Key to the success of Red Hat Inc.’s desktop-user-inclusive Linux release is the out-of-the-box polish and completeness that will enable mainstream users to get right to work without an intervening layer of arcane configuration tasks.
Achieving this completeness, as Microsoft does with Windows and Apple does with Mac OS X, isn’t easy, so it makes sense that Ximian Inc. focuses on delivering a corporate computing front end for Linux-one that supports five major Linux distributions and Sun Microsystems Inc.’s Solaris 8.
Ximian is readying its distribution of GNOME (GNU Network Object Model Environment), which is based on the GNOME 2.0 version that became available in June. The company did a good job smoothing the wrinkles in GNOME 1.4, and eWeek Labs expects Ximian to do the same with 2.0.
Installation-of software programs and of GNOME itself-is one area where Ximian’s efforts have been particularly welcome. Ximian’s Red Carpet installer service streamlines the task and is available in hosted and behind-the-firewall flavors.
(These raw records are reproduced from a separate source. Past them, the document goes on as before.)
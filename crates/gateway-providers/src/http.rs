//! Shared HTTP plumbing for provider clients.

use gateway_core::GatewayError;
use futures::StreamExt;
use reqwest::{Client, RequestBuilder, Response, StatusCode};
use reqwest_eventsource::{Event, EventSource};
use serde::Deserialize;
use std::time::Duration;
use tracing::trace;

/// Build a pooled client with a transport timeout
pub(crate) fn build_client(timeout: Duration) -> Result<Client, GatewayError> {
    Client::builder()
        .timeout(timeout)
        .pool_max_idle_per_host(32)
        .build()
        .map_err(|e| GatewayError::internal(format!("Failed to create HTTP client: {e}")))
}

/// Join a base URL and a path without doubling slashes
pub(crate) fn join_url(base: &str, path: &str) -> String {
    format!("{}/{}", base.trim_end_matches('/'), path.trim_start_matches('/'))
}

/// Whether an upstream status is worth trying again later
pub(crate) fn is_retryable_status(status: StatusCode) -> bool {
    status == StatusCode::TOO_MANY_REQUESTS
        || status == StatusCode::REQUEST_TIMEOUT
        || status.is_server_error()
}

/// Map a transport failure
pub(crate) fn transport_error(provider: &str, err: &reqwest::Error) -> GatewayError {
    let message = if err.is_timeout() {
        format!("request timed out: {err}")
    } else if err.is_connect() {
        format!("connection failed: {err}")
    } else {
        format!("request failed: {err}")
    };
    GatewayError::provider(provider, message, err.status().map(|s| s.as_u16()), true)
}

#[derive(Debug, Deserialize)]
struct ErrorEnvelope {
    error: ErrorBody,
}

#[derive(Debug, Deserialize)]
#[serde(untagged)]
enum ErrorBody {
    Object { message: String },
    Text(String),
}

/// Extract the most useful message from an error body
pub(crate) fn error_message(body: &str) -> String {
    match serde_json::from_str::<ErrorEnvelope>(body) {
        Ok(ErrorEnvelope {
            error: ErrorBody::Object { message } | ErrorBody::Text(message),
        }) => message,
        Err(_) if body.trim().is_empty() => "empty response body".to_string(),
        Err(_) => body.chars().take(512).collect(),
    }
}

/// Map a non-success status and its body
pub(crate) fn status_error(provider: &str, status: StatusCode, body: &str) -> GatewayError {
    GatewayError::provider(
        provider,
        format!("upstream returned {status}: {}", error_message(body)),
        Some(status.as_u16()),
        is_retryable_status(status),
    )
}

/// Turn a response into an error unless it succeeded
pub(crate) async fn check_status(
    provider: &str,
    response: Response,
) -> Result<Response, GatewayError> {
    let status = response.status();
    if status.is_success() {
        return Ok(response);
    }
    let body = response.text().await.unwrap_or_default();
    Err(status_error(provider, status, &body))
}

/// Start an SSE request and wait until the upstream accepts it.
///
/// Automatic reconnection is disabled: a dropped stream is a failed attempt.
pub(crate) async fn open_event_source(
    provider: &str,
    request: RequestBuilder,
) -> Result<EventSource, GatewayError> {
    let mut source = EventSource::new(request).map_err(|e| {
        GatewayError::internal(format!("Failed to create event source: {e}"))
    })?;
    source.set_retry_policy(Box::new(reqwest_eventsource::retry::Never));

    match source.next().await {
        Some(Ok(Event::Open)) => {
            trace!(provider = %provider, "Event stream opened");
            Ok(source)
        }
        Some(Ok(Event::Message(_))) => Err(GatewayError::provider(
            provider,
            "event stream sent data before opening",
            None,
            true,
        )),
        Some(Err(err)) => {
            source.close();
            Err(event_source_error(provider, err).await)
        }
        None => Err(GatewayError::provider(
            provider,
            "event stream closed before opening",
            None,
            true,
        )),
    }
}

/// A stream that closed without a terminal event
pub(crate) fn stream_ended(provider: &str) -> GatewayError {
    GatewayError::streaming(format!("{provider}: stream ended before completion"))
}

/// Map an event source failure
pub(crate) async fn event_source_error(
    provider: &str,
    err: reqwest_eventsource::Error,
) -> GatewayError {
    use reqwest_eventsource::Error;
    match err {
        Error::InvalidStatusCode(status, response) => {
            let body = response.text().await.unwrap_or_default();
            status_error(provider, status, &body)
        }
        Error::Transport(e) => transport_error(provider, &e),
        Error::StreamEnded => stream_ended(provider),
        other => GatewayError::provider(provider, other.to_string(), None, true),
    }
}
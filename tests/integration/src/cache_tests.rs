//! Response cache behavior through the gateway

use crate::fixtures::*;
use crate::helpers::build_gateway;
use gateway_core::{ChatMessage, GatewayRequest};

fn with_temperature(
    tenant: &str,
    content: &str,
    temperature: f32,
    cacheable: Option<bool>,
) -> GatewayRequest {
    let mut builder = GatewayRequest::builder()
        .tenant(tenant)
        .message(ChatMessage::user(content))
        .temperature(temperature);
    if let Some(flag) = cacheable {
        builder = builder.cacheable(flag);
    }
    builder.build().unwrap()
}

#[tokio::test]
async fn test_identical_requests_call_upstream_once() {
    let upstreams = Upstreams::start().await;
    upstreams.ollama.reply("llama3.2", "cached answer").await;
    let gateway = build_gateway(&upstreams.config());

    let first = gateway.handle(gateway_request("ada", "same question", 30_000)).await.unwrap();
    let second = gateway.handle(gateway_request("ada", "same question", 30_000)).await.unwrap();

    assert!(!first.cached);
    assert!(second.cached);
    assert_eq!(second.text, "cached answer");
    assert!(second.usage.cost_usd.abs() < f64::EPSILON);
    assert_eq!(upstreams.ollama.calls().await, 1);

    let summary = gateway.cost_tracker().tenant_summary("ada");
    assert_eq!(summary.totals.requests, 2);
    assert_eq!(summary.totals.cached_requests, 1);
}

#[tokio::test]
async fn test_sampling_temperature_controls_caching() {
    let upstreams = Upstreams::start().await;
    upstreams.ollama.reply("llama3.2", "creative").await;
    let gateway = build_gateway(&upstreams.config());

    for _ in 0..2 {
        gateway
            .handle(with_temperature("ada", "write a poem", 0.9, None))
            .await
            .unwrap();
    }
    assert_eq!(upstreams.ollama.calls().await, 2);

    for _ in 0..2 {
        gateway
            .handle(with_temperature("ada", "write a haiku", 0.9, Some(true)))
            .await
            .unwrap();
    }
    assert_eq!(upstreams.ollama.calls().await, 3);
}

#[tokio::test]
async fn test_tenants_with_identical_routing_share_entries() {
    let upstreams = Upstreams::start().await;
    upstreams.ollama.reply("llama3.2", "shared").await;
    let gateway = build_gateway(&upstreams.config());

    gateway.handle(gateway_request("ada", "common prompt", 30_000)).await.unwrap();
    let other = gateway.handle(gateway_request("burst", "common prompt", 30_000)).await.unwrap();

    assert!(other.cached);
    assert_eq!(upstreams.ollama.calls().await, 1);
}

#[tokio::test]
async fn test_different_routing_never_shares_entries() {
    let upstreams = Upstreams::start().await;
    upstreams.ollama.reply("llama3.2", "local").await;
    upstreams.openai.reply("gpt-4o-mini", "cloud").await;
    let gateway = build_gateway(&upstreams.config());

    gateway.handle(gateway_request("ada", "same words", 30_000)).await.unwrap();
    let cloud = gateway.handle(gateway_request("david", "same words", 30_000)).await.unwrap();

    assert!(!cloud.cached);
    assert_eq!(cloud.text, "cloud");
}

#[tokio::test]
async fn test_hybrid_budget_change_never_serves_other_models_answer() {
    let upstreams = Upstreams::start().await;
    upstreams.ollama.reply("llama3.2", "local answer").await;
    upstreams.openai.reply("gpt-4o-mini", "cloud answer").await;
    let gateway = build_gateway(&upstreams.config());

    let tight = gateway.handle(gateway_request("mixed", "same prompt", 500)).await.unwrap();
    assert_eq!(tight.provider, "ollama");

    let relaxed = gateway
        .handle(gateway_request("mixed", "same prompt", 20_000))
        .await
        .unwrap();
    assert_eq!(relaxed.provider, "openai");
    assert!(!relaxed.cached);
    assert_eq!(relaxed.text, "cloud answer");
    assert_eq!(upstreams.openai.calls().await, 1);
}

#[tokio::test]
async fn test_fallback_answer_is_keyed_by_the_model_that_served_it() {
    let upstreams = Upstreams::start().await;
    upstreams.openai.fail(503, "overloaded").await;
    upstreams.anthropic.reply("claude-3-haiku", "from anthropic").await;
    let gateway = build_gateway(&upstreams.config());

    for _ in 0..2 {
        let response = gateway.handle(gateway_request("david", "fallback", 30_000)).await.unwrap();
        assert_eq!(response.provider, "anthropic");
        assert!(!response.cached);
    }
    assert_eq!(upstreams.anthropic.calls().await, 2);

    // openai's breaker is now open, so anthropic leads the plan
    let third = gateway.handle(gateway_request("david", "fallback", 30_000)).await.unwrap();
    assert!(third.cached);
    assert_eq!(third.provider, "anthropic");
    assert_eq!(third.text, "from anthropic");
    assert_eq!(upstreams.openai.calls().await, 2);
    assert_eq!(upstreams.anthropic.calls().await, 2);
}

#[tokio::test]
async fn test_failed_requests_are_not_cached() {
    let upstreams = Upstreams::start().await;
    upstreams.ollama.fail(500, "crashed").await;
    let gateway = build_gateway(&upstreams.config());

    assert!(gateway.handle(gateway_request("ada", "hi", 30_000)).await.is_err());
    assert!(gateway.cache().is_empty());
}
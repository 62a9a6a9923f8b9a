//! # LLM Agent Gateway
//!
//! Adaptive gateway that routes agent prompts between local small models and
//! hosted large models.
//!
//! ## Usage
//!
//! ```bash
//! # Start with defaults plus providers discovered from the environment
//! llm-agent-gateway
//!
//! # Start with a configuration file
//! llm-agent-gateway --config gateway.yaml
//!
//! # Override the listen address
//! llm-agent-gateway --host 0.0.0.0 --port 9000
//! ```

use anyhow::{Context, Result};
use clap::Parser;
use gateway_config::{ConfigLoader, LoggingSettings};
use gateway_server::{AppState, Server};
use gateway_telemetry::{init_tracing, shutdown_tracing, LoggingConfig, TracingConfig};
use std::path::PathBuf;
use tracing::{error, info};

/// Adaptive LLM request gateway
#[derive(Parser, Debug)]
#[command(name = "llm-agent-gateway")]
#[command(author, version, about, long_about = None)]
struct Cli {
    /// Configuration file (YAML, TOML or JSON)
    #[arg(short, long, env = "GATEWAY_CONFIG")]
    config: Option<PathBuf>,

    /// Listen host, overriding the configuration
    #[arg(long)]
    host: Option<String>,

    /// Listen port, overriding the configuration
    #[arg(short, long)]
    port: Option<u16>,
}

/// Application entry point
#[tokio::main]
async fn main() {
    let cli = Cli::parse();

    if let Err(e) = run(cli).await {
        error!(error = %e, "Gateway failed");
        eprintln!("Error: {e:#}");
        std::process::exit(1);
    }
}

async fn run(cli: Cli) -> Result<()> {
    let mut loader = ConfigLoader::new();
    if let Some(path) = &cli.config {
        loader = loader.with_file(path);
    }
    let mut config = loader.load().await.context("loading configuration")?;
    if let Some(host) = cli.host {
        config.server.host = host;
    }
    if let Some(port) = cli.port {
        config.server.port = port;
    }

    let tracer = init_tracing(&tracing_config(&config.logging)).context("initializing logging")?;

    info!(
        version = env!("CARGO_PKG_VERSION"),
        providers = config.providers.len(),
        tenants = config.tenants.len(),
        "Starting LLM agent gateway"
    );

    let state = AppState::from_config(&config).context("building gateway")?;

    let sweeper = config
        .cache
        .sweep_interval
        .map(|interval| state.gateway.cache().spawn_sweeper(interval));

    let result = Server::new(&config.server.host, config.server.port, state)
        .context("configuring server")?
        .run()
        .await
        .context("serving requests");

    if let Some(handle) = sweeper {
        handle.abort();
    }
    shutdown_tracing(tracer);
    result
}

fn tracing_config(settings: &LoggingSettings) -> TracingConfig {
    TracingConfig::new(settings.service_name.clone())
        .with_enabled(settings.tracing)
        .with_logging(LoggingConfig {
            level: settings.level.clone(),
            json: settings.json,
        })
}
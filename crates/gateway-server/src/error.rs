//! API error responses.

use axum::{
    http::{header, HeaderValue, StatusCode},
    response::{IntoResponse, Response},
    Json,
};
use gateway_core::{AttemptFailure, ErrorKind, GatewayError};
use serde::Serialize;
use std::time::Duration;

/// Error returned by an HTTP handler
#[derive(Debug, Clone)]
pub struct ApiError {
    /// HTTP status
    pub status: StatusCode,
    /// Machine-readable kind
    pub kind: ErrorKind,
    /// Human-readable message
    pub message: String,
    /// When the caller may retry
    pub retry_after: Option<Duration>,
    /// Providers tried before giving up
    pub attempts: Vec<AttemptFailure>,
}

#[derive(Serialize)]
struct ErrorEnvelope<'a> {
    error: ErrorBody<'a>,
}

#[derive(Serialize)]
#[serde(rename_all = "camelCase")]
struct ErrorBody<'a> {
    kind: ErrorKind,
    message: &'a str,
    #[serde(skip_serializing_if = "Option::is_none")]
    retry_after_ms: Option<u64>,
    #[serde(skip_serializing_if = "<[_]>::is_empty")]
    attempts: &'a [AttemptFailure],
}

impl ApiError {
    fn new(status: StatusCode, kind: ErrorKind, message: impl Into<String>) -> Self {
        Self {
            status,
            kind,
            message: message.into(),
            retry_after: None,
            attempts: Vec::new(),
        }
    }

    /// 400 with a validation kind
    pub fn bad_request(message: impl Into<String>) -> Self {
        Self::new(StatusCode::BAD_REQUEST, ErrorKind::ValidationError, message)
    }

    /// 401 with an authentication kind
    pub fn unauthorized(message: impl Into<String>) -> Self {
        Self::new(StatusCode::UNAUTHORIZED, ErrorKind::AuthenticationError, message)
    }

    /// 500 with an internal kind
    pub fn internal(message: impl Into<String>) -> Self {
        Self::new(StatusCode::INTERNAL_SERVER_ERROR, ErrorKind::InternalError, message)
    }

    /// JSON body, also used for in-stream error events
    pub fn body(&self) -> serde_json::Value {
        serde_json::to_value(self.envelope()).unwrap_or(serde_json::Value::Null)
    }

    fn envelope(&self) -> ErrorEnvelope<'_> {
        ErrorEnvelope {
            error: ErrorBody {
                kind: self.kind,
                message: &self.message,
                retry_after_ms: self.retry_after.map(|d| d.as_millis() as u64),
                attempts: &self.attempts,
            },
        }
    }
}

/// HTTP status for a gateway error kind
pub const fn status_for(kind: ErrorKind) -> StatusCode {
    match kind {
        ErrorKind::RateLimited => StatusCode::TOO_MANY_REQUESTS,
        ErrorKind::CircuitOpen => StatusCode::SERVICE_UNAVAILABLE,
        ErrorKind::Timeout => StatusCode::GATEWAY_TIMEOUT,
        ErrorKind::ProviderError | ErrorKind::AllProvidersFailed | ErrorKind::StreamingError => {
            StatusCode::BAD_GATEWAY
        }
        ErrorKind::ValidationError => StatusCode::BAD_REQUEST,
        ErrorKind::AuthenticationError => StatusCode::UNAUTHORIZED,
        ErrorKind::BudgetExceeded => StatusCode::PAYMENT_REQUIRED,
        ErrorKind::ConfigError | ErrorKind::InternalError => StatusCode::INTERNAL_SERVER_ERROR,
    }
}

impl From<GatewayError> for ApiError {
    fn from(err: GatewayError) -> Self {
        let kind = err.kind();
        let mut api = Self::new(status_for(kind), kind, err.to_string());
        match err {
            GatewayError::RateLimited { retry_after, .. } => api.retry_after = Some(retry_after),
            GatewayError::AllProvidersFailed { attempts, .. } => api.attempts = attempts,
            _ => {}
        }
        api
    }
}

impl std::fmt::Display for ApiError {
    fn fmt(&self, f: &mut std::fmt::Formatter<'_>) -> std::fmt::Result {
        write!(f, "{}: {}", self.kind, self.message)
    }
}

impl std::error::Error for ApiError {}

impl IntoResponse for ApiError {
    fn into_response(self) -> Response {
        let mut response = (self.status, Json(self.envelope())).into_response();
        if let Some(retry_after) = self.retry_after {
            let secs = retry_after.as_secs() + u64::from(retry_after.subsec_nanos() > 0);
            if let Ok(value) = HeaderValue::from_str(&secs.max(1).to_string()) {
                response.headers_mut().insert(header::RETRY_AFTER, value);
            }
        }
        response
    }
}

#[cfg(test)]
mod tests {
    use super::*;

    #[test]
    fn test_status_mapping() {
        let cases = [
            (GatewayError::rate_limited("ada", Duration::from_secs(1)), 429),
            (GatewayError::circuit_open("openai"), 503),
            (GatewayError::timeout("openai", Duration::from_millis(500)), 504),
            (GatewayError::all_providers_failed(Vec::new(), None), 502),
            (GatewayError::validation("bad", None), 400),
            (GatewayError::authentication("nope"), 401),
            (GatewayError::budget_exceeded("ada", 2.0, 1.0), 402),
            (GatewayError::configuration("broken"), 500),
        ];
        for (err, status) in cases {
            assert_eq!(ApiError::from(err).status.as_u16(), status);
        }
    }

    #[test]
    fn test_rate_limited_sets_retry_after() {
        let api = ApiError::from(GatewayError::rate_limited("ada", Duration::from_millis(1500)));
        let body = api.body();
        assert_eq!(body["error"]["kind"], "rate_limited");
        assert_eq!(body["error"]["retryAfterMs"], 1500);

        let response = api.into_response();
        assert_eq!(response.headers()[header::RETRY_AFTER], "2");
    }

    #[test]
    fn test_attempts_are_listed() {
        let failure = AttemptFailure::from_error(
            "openai",
            "gpt-4o",
            &GatewayError::provider("openai", "overloaded", Some(503), true),
        );
        let api = ApiError::from(GatewayError::all_providers_failed(vec![failure], None));
        let body = api.body();
        assert_eq!(body["error"]["attempts"][0]["provider"], "openai");
        assert_eq!(body["error"]["attempts"][0]["kind"], "provider_error");
    }
}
The real star of Ximian’s corporate-desktop-oriented lineup is Evolution, an open-source e-mail and calendaring application. Red Hat 8 ships with Evolution as its default mail client, and Sun has shown off Evolution as the centerpiece of its forthcoming desktop Linux offering. (Go to www.eweek.com/links for eWeek Labs’ Dec. 31, 2001, review of Evolution.)
Beyond the effectiveness of Evolution as an e-mail client, one of the application’s greatest virtues is its ability to interface with Microsoft Corp.’s Exchange through Ximian Connector, a proprietary add-on that Ximian sells starting at $69 per seat.
In extended tests of Evolution and Ximian Connector, we were impressed with the product’s capabilities but experienced occasional stability problems with our Exchange server connections, particularly when using the calendar. We expect to see Evolution’s next release before years end, and boosted stability should be among its improvements, along with faster search indexing and a more centralized place for reaching application settings.
Part of what makes Ximian’s Evolution so attractive is the way, via the Exchange connector software, that it lets IT departments bring desktop Linux into peaceful coexistence with companies’ Microsoft systems.
Moving forward, Ximians Mono project will enable similar integration with Microsoft’s .Net initiative by providing Unix systems with a compiler for the C# language, as well as a run-time for Common Language Infrastructure and a set of class libraries.
Mono is now at Version 0.16, with most of its major components running on Linux. Details on the Mono project are available at go-mono.com.